To: TigerPaw who wrote (6742)12/13/2005 10:43:33 AM
From: Mary Cluney  Read Replies (1) | Respond to of 542043
 
This was what Krugman calls the "attractive face" but Strauss called the "noble lie". The neocons don't believe this, they agree it's voodoo economincs privately, but this is the story that they will unite behind in public. They think the public is too stupid to see through it.

Supply side economics is pretty much like Communist economics. Both are grandiose notions that somebody could make work on paper in college dissertations. But trying to put these notions in practise on top of some existing economic structure is bound to fail.

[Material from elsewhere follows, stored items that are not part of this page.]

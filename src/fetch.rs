//! Network abstraction for testability.

use async_trait::async_trait;
use reqwest::header::ACCESS_CONTROL_ALLOW_ORIGIN;
use url::Url;

use crate::error::Result;
use crate::http::{Request, Response, ResponseType};

/// The live network as seen by the worker.
///
/// `Err` means the request never produced a response (offline, DNS failure,
/// connection reset). Any HTTP status, including 4xx and 5xx, is `Ok`.
#[async_trait]
pub trait Fetcher: Send + Sync {
    /// Performs a live fetch for `request`.
    async fn fetch(&self, request: &Request) -> Result<Response>;
}

/// Default network implementation using `reqwest`.
#[derive(Debug, Clone)]
pub struct ReqwestFetcher {
    client: reqwest::Client,
    origin: Url,
}

impl ReqwestFetcher {
    /// Creates a fetcher that classifies responses relative to `origin`.
    #[must_use]
    pub fn new(origin: Url) -> Self {
        Self::with_client(reqwest::Client::new(), origin)
    }

    /// Creates a fetcher with a preconfigured client.
    #[must_use]
    pub const fn with_client(client: reqwest::Client, origin: Url) -> Self {
        Self { client, origin }
    }

    /// Classifies a response the way a page on `origin` would see it.
    fn classify(&self, request: &Request, response: &reqwest::Response) -> ResponseType {
        if request.is_same_origin(&self.origin) {
            return ResponseType::Basic;
        }
        let shared = response
            .headers()
            .get(ACCESS_CONTROL_ALLOW_ORIGIN)
            .and_then(|v| v.to_str().ok())
            .is_some_and(|allowed| {
                allowed == "*" || allowed == self.origin.origin().ascii_serialization()
            });
        if shared {
            ResponseType::Cors
        } else {
            ResponseType::Opaque
        }
    }
}

#[async_trait]
impl Fetcher for ReqwestFetcher {
    async fn fetch(&self, request: &Request) -> Result<Response> {
        let mut builder = self
            .client
            .request(request.method().clone(), request.url().clone())
            .headers(request.headers().clone());
        if !request.body().is_empty() {
            builder = builder.body(request.body().clone());
        }
        let response = builder.send().await?;

        let kind = self.classify(request, &response);
        let status = response.status();
        let headers = response.headers().clone();
        let body = response.bytes().await?;

        Ok(Response::new(status, headers, body, kind))
    }
}

#[cfg(test)]
mod tests {
    use super::*;
    use axum::Router;
    use axum::http::HeaderValue;
    use axum::routing::get;
    use reqwest::StatusCode;

    async fn serve(router: Router) -> Url {
        let listener = tokio::net::TcpListener::bind("127.0.0.1:0").await.unwrap();
        let addr = listener.local_addr().unwrap();
        tokio::spawn(async move {
            axum::serve(listener, router).await.unwrap();
        });
        Url::parse(&format!("http://{addr}/")).unwrap()
    }

    fn fetcher(origin: Url) -> ReqwestFetcher {
        let client = reqwest::Client::builder().no_proxy().build().unwrap();
        ReqwestFetcher::with_client(client, origin)
    }

    fn router() -> Router {
        Router::new()
            .route("/page.html", get(|| async { "<h1>hi</h1>" }))
            .route(
                "/shared.png",
                get(|| async {
                    (
                        [(ACCESS_CONTROL_ALLOW_ORIGIN, HeaderValue::from_static("*"))],
                        "png",
                    )
                }),
            )
            .route("/private.png", get(|| async { "png" }))
    }

    #[tokio::test]
    async fn same_origin_is_basic() {
        let base = serve(router()).await;
        let fetcher = fetcher(base.clone());

        let response = fetcher
            .fetch(&Request::get(base.join("/page.html").unwrap()))
            .await
            .unwrap();
        assert_eq!(response.status(), StatusCode::OK);
        assert_eq!(response.response_type(), ResponseType::Basic);
        assert_eq!(&response.body()[..], b"<h1>hi</h1>");
    }

    #[tokio::test]
    async fn missing_route_is_ok_with_404() {
        let base = serve(router()).await;
        let fetcher = fetcher(base.clone());

        let response = fetcher
            .fetch(&Request::get(base.join("/nope").unwrap()))
            .await
            .unwrap();
        assert_eq!(response.status(), StatusCode::NOT_FOUND);
    }

    #[tokio::test]
    async fn cross_origin_classification() {
        let remote = serve(router()).await;
        let fetcher = fetcher(Url::parse("https://site.example/").unwrap());

        let shared = fetcher
            .fetch(&Request::get(remote.join("/shared.png").unwrap()))
            .await
            .unwrap();
        assert_eq!(shared.response_type(), ResponseType::Cors);

        let private = fetcher
            .fetch(&Request::get(remote.join("/private.png").unwrap()))
            .await
            .unwrap();
        assert_eq!(private.response_type(), ResponseType::Opaque);
    }

    #[tokio::test]
    async fn unreachable_host_is_err() {
        let listener = tokio::net::TcpListener::bind("127.0.0.1:0").await.unwrap();
        let addr = listener.local_addr().unwrap();
        drop(listener);

        let base = Url::parse(&format!("http://{addr}/")).unwrap();
        let fetcher = fetcher(base.clone());
        let result = fetcher.fetch(&Request::get(base)).await;
        assert!(result.unwrap_err().is_network());
    }
}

On top of all this, "serious economists" jump on the band wagon of politicians trying to use these notions as a tool to gain power. These politicians are not rocket scientists. What they understand is power. How to get it. How to keep it. That is their primary concern. These economic notions are only a tool to achieve power and the perks that go along with it (eg flying around in Air Force One and having the band strike up hail to the chief as one struts into the room). For that, the politicians will do anything. And, may be even to spend a few hours listening to some econmists try to explain the underlying rationale. Maybe.

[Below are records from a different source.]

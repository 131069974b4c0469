//! The offline cache worker: installer, activator, fetch dispatcher and
//! control channel.
//!
//! # Example
//!
//! ```no_run
//! use std::sync::Arc;
//! use offline_worker::{MemoryCacheStorage, OfflineWorker, ReqwestFetcher, WorkerConfig};
//!
//! # async fn example() -> offline_worker::Result<()> {
//! let config = WorkerConfig::default();
//! let network = Arc::new(ReqwestFetcher::new(config.origin.clone()));
//! let worker = OfflineWorker::new(config, Arc::new(MemoryCacheStorage::new()), network);
//!
//! worker.install().await?;
//! worker.activate().await?;
//! # Ok(())
//! # }
//! ```

use std::sync::Arc;

use futures::future;
use reqwest::StatusCode;

use crate::cache::CacheStorage;
use crate::config::WorkerConfig;
use crate::error::{Error, Result};
use crate::event::{ControlMessage, ExtendableEvent, FetchEvent, MessageEvent};
use crate::fetch::Fetcher;
use crate::http::{Request, Response, ResponseType};
use crate::scope::WorkerScope;

/// How a GET request is answered.
#[derive(Debug, Clone, Copy, PartialEq, Eq)]
pub enum Strategy {
    /// Serve from cache; fetch and store only on a miss.
    CacheFirst,
    /// Fetch first; serve from cache only when the network fails.
    NetworkFirst,
}

/// One worker instance bound to a cache generation.
pub struct OfflineWorker<C, F> {
    config: Arc<WorkerConfig>,
    caches: Arc<C>,
    network: Arc<F>,
    scope: Arc<WorkerScope>,
}

impl<C, F> Clone for OfflineWorker<C, F> {
    fn clone(&self) -> Self {
        Self {
            config: Arc::clone(&self.config),
            caches: Arc::clone(&self.caches),
            network: Arc::clone(&self.network),
            scope: Arc::clone(&self.scope),
        }
    }
}

impl<C, F> OfflineWorker<C, F>
where
    C: CacheStorage + 'static,
    F: Fetcher + 'static,
{
    /// Creates a worker instance with a fresh scope.
    #[must_use]
    pub fn new(config: WorkerConfig, caches: Arc<C>, network: Arc<F>) -> Self {
        let scope = Arc::new(WorkerScope::new(config.origin.clone()));
        Self {
            config: Arc::new(config),
            caches,
            network,
            scope,
        }
    }

    #[must_use]
    pub fn config(&self) -> &WorkerConfig {
        &self.config
    }

    #[must_use]
    pub fn scope(&self) -> &WorkerScope {
        &self.scope
    }

    #[must_use]
    pub fn caches(&self) -> &C {
        &self.caches
    }

    /// Install handler: holds the phase open while the static assets are
    /// cached.
    pub fn on_install(&self, event: &mut ExtendableEvent) {
        let worker = self.clone();
        event.wait_until(async move { worker.install().await });
        if self.config.skip_waiting {
            self.scope.skip_waiting();
        }
    }

    /// Activate handler: holds the phase open while stale generations are
    /// deleted, then claims open clients.
    pub fn on_activate(&self, event: &mut ExtendableEvent) {
        let worker = self.clone();
        event.wait_until(async move { worker.activate().await });
        self.scope.claim_clients();
    }

    /// Fetch handler. Non-GET requests are left to the host.
    pub fn on_fetch(&self, event: &mut FetchEvent) {
        let Some(strategy) = self.strategy_for(event.request()) else {
            return;
        };
        let worker = self.clone();
        let request = event.request().clone();
        if let Err(e) = event.respond_with(async move { worker.respond(strategy, &request).await }) {
            log::warn!("{e}");
        }
    }

    /// Message handler. Returns true if the message was a recognised command.
    pub fn on_message(&self, event: &MessageEvent) -> bool {
        match event.control() {
            Some(ControlMessage::SkipWaiting) => {
                log::info!("Received SKIP_WAITING");
                self.scope.skip_waiting();
                true
            }
            None => {
                log::debug!("Ignoring message {}", event.data());
                false
            }
        }
    }

    /// Fetches every static asset and stores them as one batch.
    ///
    /// # Errors
    ///
    /// Fails without writing anything if any asset cannot be fetched or
    /// answers with a non-OK status.
    pub async fn install(&self) -> Result<()> {
        let name = &self.config.cache_name;
        log::info!(
            "Installing {name}: caching {} static assets",
            self.config.static_assets.len()
        );

        let requests = self
            .config
            .static_assets
            .iter()
            .map(|path| self.config.resolve(path).map(Request::get))
            .collect::<Result<Vec<_>>>()?;
        let responses =
            future::try_join_all(requests.iter().map(|request| self.fetch_asset(request))).await?;

        self.caches
            .put_all(name, requests.into_iter().zip(responses).collect())
            .await?;
        log::info!("Installed {name}");
        Ok(())
    }

    async fn fetch_asset(&self, request: &Request) -> Result<Response> {
        let response = self.network.fetch(request).await?;
        if !response.ok() {
            return Err(Error::AssetUnavailable {
                url: request.url().to_string(),
                status: response.status(),
            });
        }
        Ok(response)
    }

    /// Deletes every cache generation other than the current one.
    ///
    /// Deletions run concurrently; one failing is logged and does not stop
    /// the others.
    ///
    /// # Errors
    ///
    /// Returns an error only if the generations cannot be listed.
    pub async fn activate(&self) -> Result<()> {
        let current = &self.config.cache_name;
        log::info!("Activating {current}");

        let stale: Vec<String> = self
            .caches
            .keys()
            .await?
            .into_iter()
            .filter(|key| key != current)
            .collect();

        let results = future::join_all(stale.iter().map(|key| async move {
            log::info!("Deleting old cache: {key}");
            (key, self.caches.delete(key).await)
        }))
        .await;

        for (key, result) in results {
            if let Err(e) = result {
                log::warn!("Failed to delete old cache {key}: {e}");
            }
        }
        Ok(())
    }

    /// Chooses a strategy for `request`, or `None` if the worker should not
    /// handle it at all.
    #[must_use]
    pub fn strategy_for(&self, request: &Request) -> Option<Strategy> {
        if !request.is_get() {
            return None;
        }
        if self.config.is_static_asset(request.path())
            || request.is_same_origin(self.scope.origin())
        {
            Some(Strategy::CacheFirst)
        } else {
            Some(Strategy::NetworkFirst)
        }
    }

    /// Answers `request` with `strategy`.
    ///
    /// # Errors
    ///
    /// Returns an error when neither the network nor the cache (nor, for
    /// HTML under cache-first, the offline page) can answer.
    pub async fn respond(&self, strategy: Strategy, request: &Request) -> Result<Response> {
        log::debug!("{strategy:?} {}", request.url());
        match strategy {
            Strategy::CacheFirst => self.cache_first(request).await,
            Strategy::NetworkFirst => self.network_first(request).await,
        }
    }

    async fn cache_first(&self, request: &Request) -> Result<Response> {
        let result = match self.caches.match_any(request).await {
            Ok(Some(cached)) => return Ok(cached),
            Ok(None) => self.fetch_and_cache(request).await,
            Err(e) => Err(e),
        };

        match result {
            Err(e) if request.path().ends_with(".html") => self.offline_page(request, e).await,
            other => other,
        }
    }

    async fn fetch_and_cache(&self, request: &Request) -> Result<Response> {
        let response = self.network.fetch(request).await?;
        let storable =
            response.status() == StatusCode::OK && response.response_type() != ResponseType::Opaque;
        if !storable {
            return Ok(response);
        }
        self.store(request, response.duplicate()).await;
        Ok(response)
    }

    async fn offline_page(&self, request: &Request, error: Error) -> Result<Response> {
        let offline = Request::get(self.config.resolve(&self.config.offline_page)?);
        match self.caches.match_any(&offline).await {
            Ok(Some(page)) => {
                log::warn!("{} unavailable ({error}), serving offline page", request.url());
                Ok(page)
            }
            Ok(None) => {
                log::warn!("{} unavailable ({error}) and no offline page cached", request.url());
                Err(error)
            }
            Err(cache_error) => {
                log::warn!("Offline page lookup failed: {cache_error}");
                Err(error)
            }
        }
    }

    async fn network_first(&self, request: &Request) -> Result<Response> {
        let error = match self.network.fetch(request).await {
            Ok(response) => {
                if is_storable(&response) {
                    self.store(request, response.duplicate()).await;
                }
                return Ok(response);
            }
            Err(e) => e,
        };

        match self.caches.match_any(request).await {
            Ok(Some(cached)) => {
                log::info!("{} unreachable ({error}), serving cached copy", request.url());
                Ok(cached)
            }
            Ok(None) => Err(error),
            Err(cache_error) => {
                log::warn!("Cache lookup failed for {}: {cache_error}", request.url());
                Err(error)
            }
        }
    }

    /// Writes `response` into the current generation. Failures are logged;
    /// the caller already has its own copy.
    async fn store(&self, request: &Request, response: Response) {
        if let Err(e) = self
            .caches
            .put(&self.config.cache_name, request, response)
            .await
        {
            log::warn!("Failed to cache {}: {e}", request.url());
        }
    }
}

/// Network-first only stores same-origin 200 responses.
fn is_storable(response: &Response) -> bool {
    response.status() == StatusCode::OK && response.response_type() == ResponseType::Basic
}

To: TigerPaw who wrote (6742)12/13/2005 8:23:37 PM
From: TimF  Read Replies (1) | Respond to of 542043
 
I think that there are still people who bought into that nonsense about the Lafer curve and the notion that cutting taxes would bring in more revenue.

The Lafer curve was hardly nonsense. The idea was that at some point increasing taxes decreases revenue. Revenue could be plotted as a curve with the highest revenue comming at a tax rate below 100%, not at 100%.

That idea is not just true, it should be obvious.

The important question for people who's prime objective is to maximize revenue is than what point of the curve are we at. Raising taxes can raise revenue and often does esp. in the short run. The "Lafer curve" does not dispute that.